■ **Stored data entries**
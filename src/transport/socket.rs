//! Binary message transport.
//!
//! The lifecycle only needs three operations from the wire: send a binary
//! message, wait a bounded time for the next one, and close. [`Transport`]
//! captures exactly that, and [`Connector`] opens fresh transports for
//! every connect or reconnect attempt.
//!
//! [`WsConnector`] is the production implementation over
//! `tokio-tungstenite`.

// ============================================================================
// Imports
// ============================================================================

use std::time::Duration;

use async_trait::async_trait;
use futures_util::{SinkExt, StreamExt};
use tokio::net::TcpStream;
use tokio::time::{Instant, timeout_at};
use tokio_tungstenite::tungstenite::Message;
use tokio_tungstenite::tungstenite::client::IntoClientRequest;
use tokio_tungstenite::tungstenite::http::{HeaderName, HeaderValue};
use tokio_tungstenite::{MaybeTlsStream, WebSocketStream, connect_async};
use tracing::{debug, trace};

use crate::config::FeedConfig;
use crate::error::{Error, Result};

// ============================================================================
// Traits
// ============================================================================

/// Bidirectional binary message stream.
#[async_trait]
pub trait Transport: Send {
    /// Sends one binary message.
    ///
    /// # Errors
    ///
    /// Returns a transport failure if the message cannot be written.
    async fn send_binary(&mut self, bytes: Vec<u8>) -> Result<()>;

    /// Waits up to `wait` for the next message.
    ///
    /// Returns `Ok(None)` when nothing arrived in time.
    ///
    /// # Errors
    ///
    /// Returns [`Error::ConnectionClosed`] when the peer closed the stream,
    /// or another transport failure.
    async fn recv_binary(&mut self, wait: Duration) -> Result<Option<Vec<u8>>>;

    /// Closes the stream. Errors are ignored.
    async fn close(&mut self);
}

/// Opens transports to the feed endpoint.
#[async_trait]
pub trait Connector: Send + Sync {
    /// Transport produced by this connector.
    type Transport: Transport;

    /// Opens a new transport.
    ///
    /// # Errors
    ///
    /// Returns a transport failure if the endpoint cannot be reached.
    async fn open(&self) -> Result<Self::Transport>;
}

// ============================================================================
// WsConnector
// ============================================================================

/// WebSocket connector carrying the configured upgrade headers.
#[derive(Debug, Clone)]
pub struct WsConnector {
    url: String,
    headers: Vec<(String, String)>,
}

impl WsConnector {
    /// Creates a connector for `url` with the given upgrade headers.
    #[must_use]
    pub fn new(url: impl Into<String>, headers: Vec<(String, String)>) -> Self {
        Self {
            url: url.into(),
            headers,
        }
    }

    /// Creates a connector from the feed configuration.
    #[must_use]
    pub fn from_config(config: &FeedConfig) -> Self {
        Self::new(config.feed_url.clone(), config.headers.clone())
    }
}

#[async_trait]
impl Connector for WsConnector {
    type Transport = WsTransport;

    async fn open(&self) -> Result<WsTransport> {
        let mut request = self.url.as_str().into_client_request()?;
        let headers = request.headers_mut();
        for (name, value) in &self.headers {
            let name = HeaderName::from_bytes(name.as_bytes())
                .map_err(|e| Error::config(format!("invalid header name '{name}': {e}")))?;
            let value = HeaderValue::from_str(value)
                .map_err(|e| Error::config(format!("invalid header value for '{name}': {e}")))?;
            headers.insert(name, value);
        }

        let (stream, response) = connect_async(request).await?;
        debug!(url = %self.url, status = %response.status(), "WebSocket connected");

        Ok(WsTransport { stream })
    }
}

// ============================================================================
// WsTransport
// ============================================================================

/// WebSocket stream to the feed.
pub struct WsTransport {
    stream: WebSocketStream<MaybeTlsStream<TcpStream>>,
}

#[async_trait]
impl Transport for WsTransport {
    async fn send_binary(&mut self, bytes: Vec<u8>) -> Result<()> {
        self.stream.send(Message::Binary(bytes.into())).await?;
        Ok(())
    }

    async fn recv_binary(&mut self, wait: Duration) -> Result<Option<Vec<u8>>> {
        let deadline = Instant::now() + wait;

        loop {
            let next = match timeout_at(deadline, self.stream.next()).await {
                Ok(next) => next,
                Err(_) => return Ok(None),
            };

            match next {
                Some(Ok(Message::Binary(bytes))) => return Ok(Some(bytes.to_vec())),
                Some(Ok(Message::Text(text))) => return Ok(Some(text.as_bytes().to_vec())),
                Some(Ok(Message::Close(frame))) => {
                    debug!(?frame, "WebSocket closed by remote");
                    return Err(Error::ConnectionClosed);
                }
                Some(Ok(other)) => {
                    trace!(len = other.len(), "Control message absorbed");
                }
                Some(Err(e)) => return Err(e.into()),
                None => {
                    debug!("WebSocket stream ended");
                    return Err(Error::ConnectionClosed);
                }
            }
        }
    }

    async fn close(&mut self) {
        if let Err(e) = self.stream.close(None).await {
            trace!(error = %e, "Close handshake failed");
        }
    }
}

■ **Work item**
The lines above should be duplicated exactly.

■ **Solved exercise**
filename src/transport/socket.rs
//! Binary message transport.
//!
//! The lifecycle only needs three operations from the wire: send a binary
//! message, wait a bounded time for the next one, and close. [`Transport`]
//! captures exactly that, and [`Connector`] opens fresh transports for
//! every connect or reconnect attempt.
//!
//! [`WsConnector`] is the production implementation over
//! `tokio-tungstenite`.

// ============================================================================
// Imports
// ============================================================================

use std::time::Duration;

use async_trait::async_trait;
use futures_util::{SinkExt, StreamExt};
use tokio::net::TcpStream;
use tokio::time::{Instant, timeout_at};
use tokio_tungstenite::tungstenite::Message;
use tokio_tungstenite::tungstenite::client::IntoClientRequest;
use tokio_tungstenite::tungstenite::http::{HeaderName, HeaderValue};
use tokio_tungstenite::{MaybeTlsStream, WebSocketStream, connect_async};
use tracing::{debug, trace};

use crate::config::FeedConfig;
use crate::error::{Error, Result};

// ============================================================================
// Traits
// ============================================================================

/// Bidirectional binary message stream.
#[async_trait]
pub trait Transport: Send {
    /// Sends one binary message.
    ///
    /// # Errors
    ///
    /// Returns a transport failure if the message cannot be written.
    async fn send_binary(&mut self, bytes: Vec<u8>) -> Result<()>;

    /// Waits up to `wait` for the next message.
    ///
    /// Returns `Ok(None)` when nothing arrived in time.
    ///
    /// # Errors
    ///
    /// Returns [`Error::ConnectionClosed`] when the peer closed the stream,
    /// or another transport failure.
    async fn recv_binary(&mut self, wait: Duration) -> Result<Option<Vec<u8>>>;

    /// Closes the stream. Errors are ignored.
    async fn close(&mut self);
}

/// Opens transports to the feed endpoint.
#[async_trait]
pub trait Connector: Send + Sync {
    /// Transport produced by this connector.
    type Transport: Transport;

    /// Opens a new transport.
    ///
    /// # Errors
    ///
    /// Returns a transport failure if the endpoint cannot be reached.
    async fn open(&self) -> Result<Self::Transport>;
}

// ============================================================================
// WsConnector
// ============================================================================

/// WebSocket connector carrying the configured upgrade headers.
#[derive(Debug, Clone)]
pub struct WsConnector {
    url: String,
    headers: Vec<(String, String)>,
}

impl WsConnector {
    /// Creates a connector for `url` with the given upgrade headers.
    #[must_use]
    pub fn new(url: impl Into<String>, headers: Vec<(String, String)>) -> Self {
        Self {
            url: url.into(),
            headers,
        }
    }

    /// Creates a connector from the feed configuration.
    #[must_use]
    pub fn from_config(config: &FeedConfig) -> Self {
        Self::new(config.feed_url.clone(), config.headers.clone())
    }
}

#[async_trait]
impl Connector for WsConnector {
    type Transport = WsTransport;

    async fn open(&self) -> Result<WsTransport> {
        let mut request = self.url.as_str().into_client_request()?;
        let headers = request.headers_mut();
        for (name, value) in &self.headers {
            let name = HeaderName::from_bytes(name.as_bytes())
                .map_err(|e| Error::config(format!("invalid header name '{name}': {e}")))?;
            let value = HeaderValue::from_str(value)
                .map_err(|e| Error::config(format!("invalid header value for '{name}': {e}")))?;
            headers.insert(name, value);
        }

        let (stream, response) = connect_async(request).await?;
        debug!(url = %self.url, status = %response.status(), "WebSocket connected");

        Ok(WsTransport { stream })
    }
}

// ============================================================================
// WsTransport
// ============================================================================

/// WebSocket stream to the feed.
pub struct WsTransport {
    stream: WebSocketStream<MaybeTlsStream<TcpStream>>,
}

#[async_trait]
impl Transport for WsTransport {
    async fn send_binary(&mut self, bytes: Vec<u8>) -> Result<()> {
        self.stream.send(Message::Binary(bytes.into())).await?;
        Ok(())
    }

    async fn recv_binary(&mut self, wait: Duration) -> Result<Option<Vec<u8>>> {
        let deadline = Instant::now() + wait;

        loop {
            let next = match timeout_at(deadline, self.stream.next()).await {
                Ok(next) => next,
                Err(_) => return Ok(None),
            };

            match next {
                Some(Ok(Message::Binary(bytes))) => return Ok(Some(bytes.to_vec())),
                Some(Ok(Message::Text(text))) => return Ok(Some(text.as_bytes().to_vec())),
                Some(Ok(Message::Close(frame))) => {
                    debug!(?frame, "WebSocket closed by remote");
                    return Err(Error::ConnectionClosed);
                }
                Some(Ok(other)) => {
                    trace!(len = other.len(), "Control message absorbed");
                }
                Some(Err(e)) => return Err(e.into()),
                None => {
                    debug!("WebSocket stream ended");
                    return Err(Error::ConnectionClosed);
                }
            }
        }
    }

    async fn close(&mut self) {
        if let Err(e) = self.stream.close(None).await {
            trace!(error = %e, "Close handshake failed");
        }
    }
}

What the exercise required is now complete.